What was the best career advice you ever received? 

The best career advice I got from the Nobel Laureate Oliver Smithies who, together with Sir Martin J. Evans and Mario R. Capecchi, won the Nobel prize in Physiology/Medicine in 2007 for the discovery of specific gene modifications in mice using embryonic stem cells.

I was lucky to be a successful applicant to attend the 60th Meeting of the Nobel Laureates in Lindau in 2010, where Oliver Smithies gave a lecture to young and enthusiastic students, as I was at that time, about a successful career in science.

He said the key to success is to enjoy and have fun every day in what we are doing, otherwise it is not the right thing for us - he was right with that advice!

What has been an important learning experience in your life?  

Understanding that negative results or experiences can actually have a positive influence in my life. Things always happen for a reason!

Who is an influential person in your life and why? 
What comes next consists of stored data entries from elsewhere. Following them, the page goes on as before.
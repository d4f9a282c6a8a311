use ratatui::style::{Color, Modifier, Style};

/// Color scheme for the TUI
#[derive(Debug, Clone)]
pub struct Theme {
    pub name: String,

    pub foreground: Color,
    pub border: Color,
    pub border_focused: Color,

    // Tables
    pub header_fg: Color,
    pub header_bg: Color,
    /// Background of the first (key) column header
    pub key_header_bg: Color,
    pub cursor_fg: Color,
    pub cursor_bg: Color,

    // Checklists and actions
    pub checked: Color,
    pub locked: Color,
    pub action: Color,

    // Status
    pub success: Color,
    pub error: Color,
    pub warning: Color,
}

impl Theme {
    pub fn dark() -> Self {
        Self {
            name: "Dark".to_string(),
            foreground: Color::Gray,
            border: Color::DarkGray,
            border_focused: Color::Cyan,
            header_fg: Color::Cyan,
            header_bg: Color::Reset,
            key_header_bg: Color::Rgb(40, 70, 110),
            cursor_fg: Color::Black,
            cursor_bg: Color::Cyan,
            checked: Color::Green,
            locked: Color::DarkGray,
            action: Color::Rgb(76, 175, 80),
            success: Color::Green,
            error: Color::Red,
            warning: Color::Yellow,
        }
    }

    pub fn light() -> Self {
        Self {
            name: "Light".to_string(),
            foreground: Color::Black,
            border: Color::Gray,
            border_focused: Color::Blue,
            header_fg: Color::Black,
            header_bg: Color::Rgb(242, 242, 242),
            key_header_bg: Color::Rgb(173, 216, 230),
            cursor_fg: Color::White,
            cursor_bg: Color::Blue,
            checked: Color::Rgb(0, 128, 0),
            locked: Color::Gray,
            action: Color::Rgb(56, 142, 60),
            success: Color::Rgb(0, 128, 0),
            error: Color::Red,
            warning: Color::Rgb(200, 150, 0),
        }
    }

    /// Theme by config name; unknown names fall back to dark
    pub fn by_name(name: &str) -> Self {
        match name.to_ascii_lowercase().as_str() {
            "light" => Self::light(),
            _ => Self::dark(),
        }
    }

    pub fn header_style(&self) -> Style {
        Style::default()
            .fg(self.header_fg)
            .bg(self.header_bg)
            .add_modifier(Modifier::BOLD)
    }

    pub fn key_header_style(&self) -> Style {
        self.header_style().bg(self.key_header_bg)
    }

    pub fn cursor_style(&self) -> Style {
        Style::default()
            .fg(self.cursor_fg)
            .bg(self.cursor_bg)
            .add_modifier(Modifier::BOLD)
    }

    pub fn normal_style(&self) -> Style {
        Style::default().fg(self.foreground)
    }

    pub fn border_style(&self, focused: bool) -> Style {
        Style::default().fg(if focused { self.border_focused } else { self.border })
    }

    pub fn checked_style(&self) -> Style {
        Style::default().fg(self.checked)
    }

    pub fn locked_style(&self) -> Style {
        Style::default().fg(self.locked).add_modifier(Modifier::ITALIC)
    }

    pub fn action_style(&self) -> Style {
        Style::default().fg(self.action).add_modifier(Modifier::BOLD)
    }

    pub fn success_style(&self) -> Style {
        Style::default().fg(self.success)
    }

    pub fn error_style(&self) -> Style {
        Style::default().fg(self.error)
    }

    pub fn warning_style(&self) -> Style {
        Style::default().fg(self.warning)
    }
}

impl Default for Theme {
    fn default() -> Self {
        Self::dark()
    }
}
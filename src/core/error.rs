use thiserror::Error;

/// Failure to turn a service payload into typed data.
#[derive(Debug, Clone, PartialEq, Eq, Error)]
pub enum ParseError {
    /// The whole response body could not be read as a JSON object.
    #[error("malformed response body: {0}")]
    Body(String),
    /// A single column's encoded statistics could not be decoded.
    #[error("column '{column}': {reason}")]
    Column { column: String, reason: String },
}

/// Errors surfaced by the upload and analysis controllers.
///
/// Every variant is caught at the controller boundary, logged, recorded in
/// [`WorkflowState`](crate::core::WorkflowState) and returned to the caller.
#[derive(Debug, Clone, PartialEq, Eq, Error)]
pub enum ClientError {
    #[error("no file selected")]
    NoFileSelected,

    #[error("network failure: {0}")]
    NetworkFailure(String),

    #[error("unexpected response shape: {0}")]
    UnexpectedResponseShape(String),

    #[error(transparent)]
    Parse(#[from] ParseError),

    #[error("select at least {required} columns (currently {selected})")]
    InsufficientSelection { required: usize, selected: usize },
}

impl ClientError {
    pub fn unexpected(detail: impl Into<String>) -> Self {
        Self::UnexpectedResponseShape(detail.into())
    }
}

impl From<reqwest::Error> for ClientError {
    fn from(err: reqwest::Error) -> Self {
        Self::NetworkFailure(err.to_string())
    }
}

pub type ClientResult<T> = Result<T, ClientError>;
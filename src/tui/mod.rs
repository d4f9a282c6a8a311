pub mod action;
pub mod app;
pub mod keybindings;
pub mod theme;
pub mod widgets;

pub use action::{Action, ActionCategory};
pub use app::{App, AppEvent, Pane};
pub use keybindings::{KeyBinding, KeyBindings, KeyPattern};
pub use theme::Theme;
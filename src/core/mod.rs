pub mod error;
pub mod report;
pub mod state;
pub mod types;

pub use error::{ClientError, ClientResult, ParseError};
pub use report::{
    ColumnMap, ColumnStatistics, DescriptiveReport, FillMissingOutcome, STATISTIC_NAMES, SummaryStats,
    UniqueSummary,
};
pub use state::{SharedState, StatusLevel, StatusLine, WorkflowState, lock_state, shared_state};
pub use types::*;
//! Element resolution over a cascade of selector candidates.
//!
//! Candidates are tried strictly in order; each one gets a bounded poll for
//! its wait condition, and the first satisfying match short-circuits the rest.
//! Exhaustion is `Ok(None)`, never an error; only driver-fatal failures
//! propagate.

use crate::backend::{Backend, BackendError, ElementState};
use crate::selector::{Selector, WaitMode};
use crate::wait::WaitPolicy;
use tokio::time::Instant;
use tracing::debug;

/// An element matched by one candidate of a cascade, together with the
/// candidate that found it (kept for re-resolution after staleness).
#[derive(Debug, Clone)]
pub struct ResolvedElement {
    pub selector: Selector,
    pub state: ElementState,
}

fn satisfies(mode: WaitMode, state: &ElementState) -> bool {
    match mode {
        WaitMode::Presence => true,
        WaitMode::Visible => state.visible,
        WaitMode::Clickable => state.visible && state.enabled,
    }
}

/// Try each candidate in order with a per-candidate bounded wait.
pub async fn resolve<B: Backend + ?Sized>(
    backend: &mut B,
    candidates: &[Selector],
    policy: &WaitPolicy,
) -> Result<Option<ResolvedElement>, BackendError> {
    for candidate in candidates {
        debug!(selector = %candidate, "trying selector candidate");
        let deadline = policy.deadline();
        loop {
            match backend.find(candidate).await {
                Ok(Some(state)) if satisfies(candidate.wait, &state) => {
                    debug!(selector = %candidate, handle = state.handle, "candidate matched");
                    return Ok(Some(ResolvedElement {
                        selector: candidate.clone(),
                        state,
                    }));
                }
                Ok(_) => {}
                Err(e) if e.is_fatal() => return Err(e),
                Err(e) => {
                    // Lookup errors (bad expression, inaccessible scope) just
                    // move the cascade along.
                    debug!(selector = %candidate, "lookup failed: {e}");
                    break;
                }
            }
            if Instant::now() >= deadline {
                break;
            }
            tokio::time::sleep(policy.interval).await;
        }
    }
    Ok(None)
}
My previous mentor Dr. Ernest Cutz who is a world leading pathologist within the field of pediatric gastrointestinal (GI) and liver diseases. He started my passion for pediatric GI and liver pathology when I first met him at a Conference at the University in Innsbruck, then he offered me to continue my studies on congenital enteropathies at The Hospital for Sick Children in Toronto in 2010.
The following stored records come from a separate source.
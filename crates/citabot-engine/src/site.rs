//! Page map for the Instituto del Corazón appointment form.
//!
//! Everything here is specific to one page's markup: element ids, the
//! service catalog data-values, and the XPath fallbacks that survived contact
//! with the real site. The markup is generated client-side, so each step
//! carries several lookup routes for the same element.

use crate::config::BookingConfig;
use crate::invoker::ClickStrategy;
use crate::selector::Selector;
use crate::step::{Requirement, UiStep};
use crate::verifier::{Signal, Verification};

pub const SERVICE_BUTTON: &str = "button_service";
pub const SERVICES_DROP: &str = "services_drop";
pub const SERVICE_LIST: &str = "service_list";
pub const SEARCH_BUTTON: &str = "btn_search";
pub const GROUP_BUTTON: &str = "group_button";
pub const GROUPS_DROP: &str = "groups_drop";
pub const SELECTED_PLACE: &str = "selected_place";
pub const PROFESSIONAL_BUTTON: &str = "professional_button";
pub const PROFESSIONAL_DROP: &str = "professional_drop";
pub const SELECTED_PROFESSIONAL: &str = "selected_professional";

/// Cardiology's service code in the dropdown catalog.
pub const CARDIOLOGY_VALUE: &str = "1450";
pub const CARDIOLOGY_NAME: &str = "CARDIOLOGÍA";

const FULL_CASCADE: [ClickStrategy; 4] = [
    ClickStrategy::Native,
    ClickStrategy::Scripted,
    ClickStrategy::SyntheticEvent,
    ClickStrategy::ForceState,
];

const CLICK_CASCADE: [ClickStrategy; 3] = [
    ClickStrategy::Native,
    ClickStrategy::Scripted,
    ClickStrategy::SyntheticEvent,
];

/// Elements whose presence identifies the booking form, used when scouting
/// the top document and candidate frames.
pub fn form_markers() -> Vec<Selector> {
    vec![
        Selector::id(SERVICE_BUTTON).presence(),
        Selector::id(SERVICES_DROP).presence(),
        Selector::id(SERVICE_LIST).presence(),
    ]
}

fn open_service_menu(config: &BookingConfig) -> UiStep {
    UiStep {
        name: "open service menu",
        requirement: Requirement::Required,
        candidates: vec![
            Selector::id(SERVICE_BUTTON).clickable(),
            Selector::xpath("//button[@class='dropbtn' and contains(@onclick, 'showList')]"),
            Selector::xpath("//button[.//span[text()='Clic para seleccionar']]"),
            Selector::xpath("//div[@class='dropdown']//button[@class='dropbtn']"),
        ],
        strategies: FULL_CASCADE.to_vec(),
        reveal_ids: vec![SERVICES_DROP, SERVICE_LIST],
        scroll_first: true,
        verify: Verification::any(vec![
            Signal::ElementVisible(Selector::id(SERVICES_DROP).presence()),
            Signal::ElementVisible(Selector::id(SERVICE_LIST).presence()),
        ]),
        resolve_policy: config.step_policy(),
        verify_policy: config.probe_policy(),
    }
}

fn select_specialty(config: &BookingConfig) -> UiStep {
    UiStep {
        name: "select specialty",
        requirement: Requirement::Required,
        candidates: vec![
            Selector::xpath(format!(
                "//li[@class='subtitle']//button[@class='action service' and \
                 @data-value='{CARDIOLOGY_VALUE}' and @data-name='{CARDIOLOGY_NAME}']"
            )),
            Selector::xpath(format!(
                "//ul[@id='{SERVICE_LIST}']//button[@data-value='{CARDIOLOGY_VALUE}' and \
                 @data-name='{CARDIOLOGY_NAME}']"
            )),
            Selector::xpath(format!(
                "//button[@class='action service' and @data-value='{CARDIOLOGY_VALUE}']"
            )),
            Selector::xpath(format!(
                "//button[@data-value='{CARDIOLOGY_VALUE}' and text()='{CARDIOLOGY_NAME}']"
            )),
            Selector::xpath(format!(
                "//li[@class='subtitle']//button[text()='{CARDIOLOGY_NAME}']"
            )),
            Selector::xpath(format!(
                "//button[@onclick='showServiceOptionSelected(this)' and \
                 @data-value='{CARDIOLOGY_VALUE}']"
            )),
        ],
        strategies: CLICK_CASCADE.to_vec(),
        reveal_ids: vec![],
        scroll_first: true,
        verify: Verification::text_contains(
            Selector::id(SERVICE_BUTTON).presence(),
            CARDIOLOGY_NAME,
        ),
        resolve_policy: config.step_policy(),
        verify_policy: config.probe_policy(),
    }
}

fn select_consultation(config: &BookingConfig) -> UiStep {
    let value = config.consultation.data_value();
    UiStep {
        name: "select consultation type",
        requirement: Requirement::Required,
        candidates: vec![
            Selector::xpath(format!(
                "//button[@data-value='{value}' and @data-parent_id='{CARDIOLOGY_VALUE}']"
            )),
            Selector::xpath(format!(
                "//button[@class='subservice_item service' and @data-value='{value}']"
            )),
            Selector::xpath(format!("//button[@data-value='{value}']")),
        ],
        strategies: CLICK_CASCADE.to_vec(),
        reveal_ids: vec![],
        scroll_first: true,
        // The page exposes no reliable signal for this selection; the search
        // button exists either way.
        verify: Verification::none(),
        resolve_policy: config.step_policy(),
        verify_policy: config.probe_policy(),
    }
}

fn trigger_search(config: &BookingConfig) -> UiStep {
    UiStep {
        name: "trigger search",
        requirement: Requirement::BestEffort,
        candidates: vec![
            Selector::id(SEARCH_BUTTON).clickable(),
            Selector::xpath("//button[contains(@class, 'search')]"),
            Selector::xpath("//button[contains(text(), 'Buscar')]"),
            Selector::xpath("//button[@type='submit']"),
            Selector::css("button[style*='background-color: rgb(158, 19, 43)']"),
        ],
        strategies: CLICK_CASCADE.to_vec(),
        reveal_ids: vec![],
        scroll_first: true,
        verify: Verification::none(),
        resolve_policy: config.step_policy(),
        verify_policy: config.probe_policy(),
    }
}

fn open_location_menu(config: &BookingConfig) -> UiStep {
    UiStep {
        name: "open location menu",
        requirement: Requirement::BestEffort,
        candidates: vec![Selector::id(GROUP_BUTTON).clickable()],
        strategies: FULL_CASCADE.to_vec(),
        reveal_ids: vec![GROUPS_DROP],
        scroll_first: true,
        verify: Verification::visible(Selector::id(GROUPS_DROP).presence()),
        // The location section only appears after the search round-trip.
        resolve_policy: config.section_policy(),
        verify_policy: config.probe_policy(),
    }
}

fn select_city(config: &BookingConfig) -> UiStep {
    let city = &config.city;
    UiStep {
        name: "select city",
        requirement: Requirement::BestEffort,
        candidates: vec![
            Selector::xpath(format!(
                "//button[@data-value='{city}' and @data-name='{city}']"
            )),
            Selector::xpath(format!(
                "//button[@class='action place' and @data-value='{city}']"
            )),
            Selector::xpath(format!(
                "//li[@class='places_list']//button[text()='{city}']"
            )),
            Selector::xpath(format!(
                "//ul[@id='group']//button[contains(text(), '{city}')]"
            )),
        ],
        strategies: CLICK_CASCADE.to_vec(),
        reveal_ids: vec![],
        scroll_first: true,
        verify: Verification::text_contains(
            Selector::id(SELECTED_PLACE).presence(),
            city.clone(),
        ),
        resolve_policy: config.step_policy(),
        verify_policy: config.step_policy(),
    }
}

fn open_professional_menu(config: &BookingConfig) -> UiStep {
    UiStep {
        name: "open professional menu",
        requirement: Requirement::BestEffort,
        candidates: vec![Selector::id(PROFESSIONAL_BUTTON).clickable()],
        strategies: FULL_CASCADE.to_vec(),
        reveal_ids: vec![PROFESSIONAL_DROP],
        scroll_first: true,
        verify: Verification::visible(Selector::id(PROFESSIONAL_DROP).presence()),
        resolve_policy: config.section_policy(),
        verify_policy: config.probe_policy(),
    }
}

fn select_professional(config: &BookingConfig) -> UiStep {
    let professional = &config.professional;
    UiStep {
        name: "select professional",
        requirement: Requirement::BestEffort,
        candidates: vec![
            Selector::xpath(format!(
                "//button[@data-value='{professional}' and @data-name='{professional}']"
            )),
            Selector::xpath(format!(
                "//button[@class='action professional' and contains(text(), '{professional}')]"
            )),
            Selector::xpath(format!(
                "//li[@class='professionals_list']//button[text()='{professional}']"
            )),
            Selector::text(professional.clone()),
        ],
        strategies: CLICK_CASCADE.to_vec(),
        reveal_ids: vec![],
        scroll_first: true,
        verify: Verification::text_contains(
            Selector::id(SELECTED_PROFESSIONAL).presence(),
            professional.clone(),
        ),
        resolve_policy: config.step_policy(),
        verify_policy: config.probe_policy(),
    }
}

/// The full booking sequence, in execution order.
pub fn booking_steps(config: &BookingConfig) -> Vec<UiStep> {
    vec![
        open_service_menu(config),
        select_specialty(config),
        select_consultation(config),
        trigger_search(config),
        open_location_menu(config),
        select_city(config),
        open_professional_menu(config),
        select_professional(config),
    ]
}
What would it surprise people to know about you? 

I have a passion for Argentine Tango. I live and enjoy my life like dancing an Argentine Tango!

What activities do you enjoy doing outside of work? 
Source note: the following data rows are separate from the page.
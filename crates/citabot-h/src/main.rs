mod backend;
mod cdp;
mod probe;

use anyhow::bail;
use backend::HeadlessBackend;
use citabot_engine::config::{BookingConfig, ConfigLoader, Consultation};
use citabot_engine::flow::RunOutcome;
use citabot_engine::session;
use clap::Parser;
use std::path::PathBuf;
use tracing::{info, warn};
use tracing_subscriber::EnvFilter;

#[derive(Parser, Debug)]
#[command(author, version, about = "Books a cardiology appointment slot", long_about = None)]
struct Args {
    /// Booking page URL (overrides config)
    #[arg(long)]
    url: Option<String>,

    /// Run with a visible browser window instead of headless
    #[arg(long)]
    visible: bool,

    /// Consultation type: primera-vez, primera-vez-pediatrica, control, control-pediatrica
    #[arg(long)]
    consultation: Option<Consultation>,

    /// City to select in the location section
    #[arg(long)]
    city: Option<String>,

    /// Path to a YAML config file
    #[arg(long)]
    config: Option<PathBuf>,

    /// Close the browser immediately instead of pausing for review
    #[arg(long)]
    no_pause: bool,

    /// Per-step timeout in seconds (overrides config)
    #[arg(long)]
    timeout_secs: Option<u64>,
}

#[tokio::main]
async fn main() -> anyhow::Result<()> {
    // Log to stderr so stdout stays clean for the review prompt
    tracing_subscriber::fmt()
        .with_writer(std::io::stderr)
        .with_env_filter(EnvFilter::try_from_default_env().unwrap_or_else(|_| "info".into()))
        .init();

    let args = Args::parse();
    let config = load_config(&args).await?;

    info!("Starting citabot...");
    info!(
        "Consultation: {}, city: {}, professional: {}",
        config.consultation, config.city, config.professional
    );

    let mut driver = HeadlessBackend::new(args.visible);
    let pause = !args.no_pause;
    let report = session::run_booking(&mut driver, &config, || hold_for_review(pause)).await?;

    for record in &report.steps {
        match record.strategy {
            Some(strategy) => info!("  {} -> {:?} (via {})", record.name, record.status, strategy),
            None => info!("  {} -> {:?}", record.name, record.status),
        }
    }

    match report.outcome {
        RunOutcome::Success => {
            info!("Booking flow completed: {}", report.outcome);
            Ok(())
        }
        RunOutcome::CompletedWithWarnings => {
            warn!("Booking flow completed with warnings: {}", report.outcome);
            Ok(())
        }
        RunOutcome::Failed => {
            let step = report.failed_step.unwrap_or("unknown");
            bail!("booking flow failed at step '{}'", step);
        }
    }
}

async fn load_config(args: &Args) -> anyhow::Result<BookingConfig> {
    let mut config = match &args.config {
        Some(path) => ConfigLoader::load_from(path).await?,
        None => ConfigLoader::load_default().await?,
    };
    if let Some(url) = &args.url {
        config.url = url.clone();
    }
    if let Some(consultation) = args.consultation {
        config.consultation = consultation;
    }
    if let Some(city) = &args.city {
        config.city = city.clone();
    }
    if let Some(secs) = args.timeout_secs {
        config.step_timeout_secs = secs;
    }
    Ok(config)
}

/// Keeps the browser open so the operator can inspect or finish the booking
/// by hand. Enter (or EOF, when stdin is not a terminal) resumes teardown.
async fn hold_for_review(pause: bool) {
    if !pause {
        return;
    }
    use tokio::io::AsyncBufReadExt;
    println!("Press Enter to close the browser...");
    let mut line = String::new();
    let mut reader = tokio::io::BufReader::new(tokio::io::stdin());
    if let Err(e) = reader.read_line(&mut line).await {
        warn!("Failed to read from stdin, closing immediately: {}", e);
    }
}
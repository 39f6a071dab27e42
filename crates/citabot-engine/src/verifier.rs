//! Confirmation that an intended DOM state change actually happened.
//!
//! A click that executed without error is not the same thing as a menu that
//! opened; the cascade can report a false positive with no observable effect.
//! Verification polls a set of independent signals (any one confirming) for a
//! bounded window before declaring the change unconfirmed.

use crate::backend::{Backend, BackendError};
use crate::selector::Selector;
use crate::wait::WaitPolicy;
use tokio::time::Instant;
use tracing::debug;

#[derive(Debug, Clone)]
pub enum Signal {
    ElementPresent(Selector),
    ElementVisible(Selector),
    TextContains(Selector, String),
}

#[derive(Debug, Clone, Default)]
pub struct Verification {
    pub signals: Vec<Signal>,
}

impl Verification {
    /// No observable signal exists for this step; trust the action outcome.
    pub fn none() -> Self {
        Self::default()
    }

    pub fn visible(selector: Selector) -> Self {
        Self {
            signals: vec![Signal::ElementVisible(selector)],
        }
    }

    pub fn text_contains(selector: Selector, needle: impl Into<String>) -> Self {
        Self {
            signals: vec![Signal::TextContains(selector, needle.into())],
        }
    }

    pub fn any(signals: Vec<Signal>) -> Self {
        Self { signals }
    }
}

async fn check<B: Backend + ?Sized>(
    backend: &mut B,
    signal: &Signal,
) -> Result<bool, BackendError> {
    let (selector, wanted_text) = match signal {
        Signal::ElementPresent(s) | Signal::ElementVisible(s) => (s, None),
        Signal::TextContains(s, needle) => (s, Some(needle.as_str())),
    };
    let state = match backend.find(selector).await {
        Ok(state) => state,
        Err(e) if e.is_fatal() => return Err(e),
        Err(e) => {
            debug!(selector = %selector, "verification lookup failed: {e}");
            return Ok(false);
        }
    };
    let Some(state) = state else {
        return Ok(false);
    };
    Ok(match signal {
        Signal::ElementPresent(_) => true,
        Signal::ElementVisible(_) => state.visible,
        Signal::TextContains(..) => {
            wanted_text.is_some_and(|needle| state.text.contains(needle))
        }
    })
}

/// Poll the signals until one confirms or the window closes.
pub async fn confirm<B: Backend + ?Sized>(
    backend: &mut B,
    verification: &Verification,
    policy: &WaitPolicy,
) -> Result<bool, BackendError> {
    if verification.signals.is_empty() {
        return Ok(true);
    }
    let deadline = policy.deadline();
    loop {
        for signal in &verification.signals {
            if check(backend, signal).await? {
                return Ok(true);
            }
        }
        if Instant::now() >= deadline {
            return Ok(false);
        }
        tokio::time::sleep(policy.interval).await;
    }
}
Outside of work, I love to explore the wonderful and sometimes weird world of pathology and neuropathology to broaden my horizon. I also love to go out on a sunny, very cold winter day for a walk to breathe in the ice cold, fresh Canadian air and to relax afterwards with a good Hatha yoga session with painting and meditation. I like to say, “Take a deep breath, meditate, let it go and let it flow!”

I like having a good music break on Friday nights and recently enjoyed a wonderful candlelight concert at the Metropolitan Community Church in Toronto - a beautiful sea of lights and music. It was like being transported into another world.

Now we are living in a pandemic and travelling is a challenge, I like to attend online meet-ups / parties/ festivals to keep connected with my friends and family all over the world.

What is your favourite album, film and novel? 

As I have a passion for tango, my favourite composer is Astor Piazzolla. I love to listen to one of his great music pieces called "Oblivion" (version with piano and cello), feeling the passion and obsession to dance wildly.

I was a member of the Philosophy and Poetry Club in high school and since then have adored Ovid's Metamorphoses, in particular, "Orpheus and Eurydice". This is the perfect novel to take a journey back to the time of the Greek Gods and Goddesses, when the world was full of magic and to experience a tale of true love in its finest form.

Who would be your dream dinner guests? 

I would love to have dinner again with the Nobel Laureates Sir Martin J. Evans and Françoise Barré-Sinoussi. We would eat a delicious Schnitzel with a glass of fruity Merlot as they tell the best and funniest life stories ever.

Where is your favourite place? 

My favourite place is a wood bench in front of the chapel on top of the mountain by my hometown (Kellerjoch, 2344 meters above sea level) in Austria. I love being there on a sunny, golden Fall day with a cup of tea, feeling a nice, cool autumn breeze, staring at the sunset over the Alps and watching the beauty of the sunlight glitter on the River Inn of Tyrol.

If you were stuck on a deserted island but had all your basic needs taken care of (i.e. food and water), what would you bring with you?

I would bring my piano and compose the symphony of my life.